12/16/2011

Des mots qui font écho - Agri-Culture




Un petit zest d’étymologie sur trois mots nous invite à un drôle de cheminement :
-          « culture », vient du vieux français « colture » terre cultivée, qui est issu du latin « cultor » le laboureur, l’agriculteur 
-           « sauvage », vient du latin silva, la forêt,
-          et « forêt » vient de foris, en dehors de, extérieur (à la civilisation).
Aujourd’hui, la culture, c’est ce qui est propre à l’homme, par opposition à la nature. La nature est sauvage, elle obéit à ses propres lois, qui ne sont pas celles des hommes. Et l’emblème de cette nature, c’est la forêt. La forêt sauvage !
Alors, on peut croire que la séparation de l’homme avec la nature prend racine dans l’agriculture, la culture de la terre. L’étude de nos ancêtres nous apprend que l’invention de l’agriculture correspond à une révolution des symboles : l’homme prend ses distances avec le reste de la nature. C’est un trait que n’ont pas les sociétés encore traditionnelles qu’on qualifie bizarrement de « sauvages ». Pour les Shuars d’Amazonie, par exemple, la nature n’existe pas. Car il n’y a pas de frontière entre eux et la nature : ils ne s’en distinguent pas. Les plantes, les animaux sont le reflet d’esprits, tout comme les humains. Dans cette relation, l’homme n’est pas « hors » de la nature, mais en fait partie.
“We are the land and the land is us.
We are the water and the water is us”.
Dissent d’autres “indiens”, en Amérique du Nord[1].

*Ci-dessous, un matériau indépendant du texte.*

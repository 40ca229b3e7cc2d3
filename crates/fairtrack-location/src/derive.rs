//! Derivation of the externally visible location status.

use fairtrack_core::models::{
    AcquisitionState, Coordinates, ErrorKind, LocationStatus, ProximityResult, ProximityTarget,
    RetryState,
};
use fairtrack_geo::evaluate_proximity;
use serde::Serialize;

use crate::controller::AcquisitionController;

/// Map controller state and proximity to a status. First matching rule wins:
///
/// 1. tracking never enabled → `Denied`
/// 2. acquiring or waiting on a retry → `Loading`
/// 3. permission refused → `Denied`
/// 4. any other terminal failure → `Error`
/// 5. coordinate known → `Verified` in range, otherwise `TooFar`
/// 6. otherwise → `Loading`
pub fn derive_status(
    acquisition: &AcquisitionState,
    retry: &RetryState,
    proximity: &ProximityResult,
    tracking_enabled: bool,
) -> LocationStatus {
    if !tracking_enabled {
        return LocationStatus::Denied;
    }

    if acquisition.is_acquiring() || retry.is_retrying {
        return LocationStatus::Loading;
    }

    if acquisition.permission_denied
        || acquisition.terminal_error() == Some(ErrorKind::PermissionDenied)
    {
        return LocationStatus::Denied;
    }

    if acquisition.terminal_error().is_some() {
        return LocationStatus::Error;
    }

    match proximity {
        ProximityResult::InRange { .. } => LocationStatus::Verified,
        ProximityResult::OutOfRange { .. } | ProximityResult::NoTarget => LocationStatus::TooFar,
        ProximityResult::Unknown => LocationStatus::Loading,
    }
}

/// Everything the form and map UI read from the gate
#[derive(Debug, Clone, PartialEq, Serialize)]
pub struct LocationSnapshot {
    pub status: LocationStatus,
    pub coordinates: Option<Coordinates>,
    pub accuracy_m: Option<f64>,
    pub distance_m: Option<f64>,
    pub is_location_verified: bool,
    pub tracking_enabled: bool,
    pub has_target: bool,
    pub show_loading_indicator: bool,
    pub attempt: u32,
    pub last_error: Option<ErrorKind>,
    pub message: String,
}

impl LocationSnapshot {
    /// Snapshot before the tracker has done anything
    pub fn initial(tracking_enabled: bool) -> Self {
        let status = derive_status(
            &AcquisitionState::default(),
            &RetryState::default(),
            &ProximityResult::Unknown,
            tracking_enabled,
        );
        Self {
            status,
            coordinates: None,
            accuracy_m: None,
            distance_m: None,
            is_location_verified: false,
            tracking_enabled,
            has_target: false,
            show_loading_indicator: false,
            attempt: 0,
            last_error: None,
            message: status.user_message(None),
        }
    }

    pub fn capture(
        controller: &AcquisitionController,
        target: Option<&ProximityTarget>,
        tracking_enabled: bool,
    ) -> Self {
        let proximity = evaluate_proximity(controller.coordinates(), target);
        let status = derive_status(
            controller.acquisition(),
            controller.retry(),
            &proximity,
            tracking_enabled,
        );
        let distance_m = proximity.distance_m();
        let reading = controller.reading();

        Self {
            status,
            coordinates: reading.map(|r| r.coordinates),
            accuracy_m: reading.and_then(|r| r.accuracy_m),
            distance_m,
            is_location_verified: status.is_verified(),
            tracking_enabled,
            has_target: target.is_some(),
            show_loading_indicator: status == LocationStatus::Loading
                && controller.loading_indicator_visible(),
            attempt: controller.retry().attempt,
            last_error: controller.acquisition().last_error,
            message: status.user_message(distance_m),
        }
    }
}

#[cfg(test)]
mod tests {
    use super::*;
    use fairtrack_core::models::AcquisitionPhase;
    use proptest::prelude::*;

    fn state(phase: AcquisitionPhase, last_error: Option<ErrorKind>) -> AcquisitionState {
        AcquisitionState {
            phase,
            permission_denied: last_error == Some(ErrorKind::PermissionDenied),
            last_error,
        }
    }

    fn idle_retry() -> RetryState {
        RetryState::default()
    }

    const IN_RANGE: ProximityResult = ProximityResult::InRange { distance_m: 15.0 };
    const OUT_OF_RANGE: ProximityResult = ProximityResult::OutOfRange { distance_m: 50.0 };

    #[test]
    fn test_tracking_disabled_reads_as_denied() {
        let status = derive_status(
            &state(AcquisitionPhase::Succeeded, None),
            &idle_retry(),
            &IN_RANGE,
            false,
        );
        assert_eq!(status, LocationStatus::Denied);
    }

    #[test]
    fn test_acquiring_is_loading_even_with_old_fix() {
        let status = derive_status(
            &state(AcquisitionPhase::Requesting, None),
            &idle_retry(),
            &IN_RANGE,
            true,
        );
        assert_eq!(status, LocationStatus::Loading);
    }

    #[test]
    fn test_mid_retry_is_loading() {
        let retry = RetryState { attempt: 1, max_attempts: 3, is_retrying: true };
        let status = derive_status(
            &state(AcquisitionPhase::Requesting, Some(ErrorKind::Timeout)),
            &retry,
            &ProximityResult::Unknown,
            true,
        );
        assert_eq!(status, LocationStatus::Loading);
    }

    #[test]
    fn test_terminal_errors() {
        let denied = derive_status(
            &state(AcquisitionPhase::Failed, Some(ErrorKind::PermissionDenied)),
            &idle_retry(),
            &ProximityResult::Unknown,
            true,
        );
        assert_eq!(denied, LocationStatus::Denied);

        for kind in [ErrorKind::Timeout, ErrorKind::PositionUnavailable, ErrorKind::Unknown] {
            let status = derive_status(
                &state(AcquisitionPhase::Failed, Some(kind)),
                &idle_retry(),
                &IN_RANGE,
                true,
            );
            assert_eq!(status, LocationStatus::Error, "{:?} should surface as error", kind);
        }
    }

    #[test]
    fn test_proximity_outcomes() {
        let ok = state(AcquisitionPhase::Succeeded, None);
        assert_eq!(derive_status(&ok, &idle_retry(), &IN_RANGE, true), LocationStatus::Verified);
        assert_eq!(derive_status(&ok, &idle_retry(), &OUT_OF_RANGE, true), LocationStatus::TooFar);
        assert_eq!(
            derive_status(&ok, &idle_retry(), &ProximityResult::NoTarget, true),
            LocationStatus::TooFar
        );
    }

    #[test]
    fn test_default_is_loading() {
        let status = derive_status(
            &AcquisitionState::default(),
            &idle_retry(),
            &ProximityResult::Unknown,
            true,
        );
        assert_eq!(status, LocationStatus::Loading);
    }

    #[test]
    fn test_initial_snapshot() {
        let snapshot = LocationSnapshot::initial(false);
        assert_eq!(snapshot.status, LocationStatus::Denied);
        assert!(!snapshot.is_location_verified);

        let snapshot = LocationSnapshot::initial(true);
        assert_eq!(snapshot.status, LocationStatus::Loading);
    }

    fn phases() -> impl Strategy<Value = AcquisitionPhase> {
        prop_oneof![
            Just(AcquisitionPhase::Idle),
            Just(AcquisitionPhase::Requesting),
            Just(AcquisitionPhase::Succeeded),
            Just(AcquisitionPhase::Failed),
        ]
    }

    fn errors() -> impl Strategy<Value = Option<ErrorKind>> {
        prop_oneof![
            Just(None),
            Just(Some(ErrorKind::PermissionDenied)),
            Just(Some(ErrorKind::PositionUnavailable)),
            Just(Some(ErrorKind::Timeout)),
            Just(Some(ErrorKind::Unknown)),
        ]
    }

    fn proximities() -> impl Strategy<Value = ProximityResult> {
        prop_oneof![
            Just(ProximityResult::Unknown),
            Just(ProximityResult::NoTarget),
            (0.0f64..20.0).prop_map(|d| ProximityResult::InRange { distance_m: d }),
            (20.0f64..10_000.0).prop_map(|d| ProximityResult::OutOfRange { distance_m: d }),
        ]
    }

    proptest! {
        #[test]
        fn prop_derivation_is_pure(
            phase in phases(),
            last_error in errors(),
            attempt in 0u32..3,
            is_retrying in any::<bool>(),
            proximity in proximities(),
            tracking_enabled in any::<bool>(),
        ) {
            let acquisition = state(phase, last_error);
            let retry = RetryState { attempt, max_attempts: 3, is_retrying };

            let first = derive_status(&acquisition, &retry, &proximity, tracking_enabled);
            let second = derive_status(&acquisition, &retry, &proximity, tracking_enabled);
            prop_assert_eq!(first, second);
        }

        #[test]
        fn prop_only_in_range_unlocks(
            phase in phases(),
            last_error in errors(),
            is_retrying in any::<bool>(),
            proximity in proximities(),
            tracking_enabled in any::<bool>(),
        ) {
            let acquisition = state(phase, last_error);
            let retry = RetryState { attempt: 0, max_attempts: 3, is_retrying };

            let status = derive_status(&acquisition, &retry, &proximity, tracking_enabled);
            if status.is_verified() {
                prop_assert!(tracking_enabled);
                prop_assert!(proximity.is_in_range());
            }
        }
    }
}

Le rapport à la production et aux besoins matériels procède d’une conception du monde différente dans chaque société. L’ère commerciale actuelle favorise une homogénéisation croissante, la rentabilité étant construite sur le mode de la réduction des coûts à grande échelle. L’agriculture nous a-t-elle fait oublier que l’homme fait partie du cycle du vivant et que ce cycle repose sur une complémentarité entre les espèces ? Complémentarité que nous appelons parfois « biodiversité ».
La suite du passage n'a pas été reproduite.